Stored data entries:
*** Begin section ***
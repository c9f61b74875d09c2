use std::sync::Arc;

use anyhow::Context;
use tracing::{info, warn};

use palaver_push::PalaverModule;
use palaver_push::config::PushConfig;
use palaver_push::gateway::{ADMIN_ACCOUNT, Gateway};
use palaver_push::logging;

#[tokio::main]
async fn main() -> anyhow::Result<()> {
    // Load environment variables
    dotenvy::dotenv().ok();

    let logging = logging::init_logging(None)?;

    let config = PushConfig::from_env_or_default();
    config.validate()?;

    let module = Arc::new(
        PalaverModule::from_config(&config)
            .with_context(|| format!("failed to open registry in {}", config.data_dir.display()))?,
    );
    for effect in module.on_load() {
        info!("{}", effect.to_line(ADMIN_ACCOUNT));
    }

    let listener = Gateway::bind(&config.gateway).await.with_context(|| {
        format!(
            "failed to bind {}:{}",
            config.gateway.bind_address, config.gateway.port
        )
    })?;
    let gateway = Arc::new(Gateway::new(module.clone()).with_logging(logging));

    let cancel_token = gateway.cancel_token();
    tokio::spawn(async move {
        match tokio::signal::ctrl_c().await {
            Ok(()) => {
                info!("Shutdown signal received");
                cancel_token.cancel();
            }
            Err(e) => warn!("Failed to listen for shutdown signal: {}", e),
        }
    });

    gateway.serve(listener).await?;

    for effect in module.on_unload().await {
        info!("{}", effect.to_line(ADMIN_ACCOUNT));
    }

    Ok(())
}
*** End section ***
Show every line above in which the word "await" occurs.

    let listener = Gateway::bind(&config.gateway).await.with_context(|| {
        match tokio::signal::ctrl_c().await {
    gateway.serve(listener).await?;
    for effect in module.on_unload().await {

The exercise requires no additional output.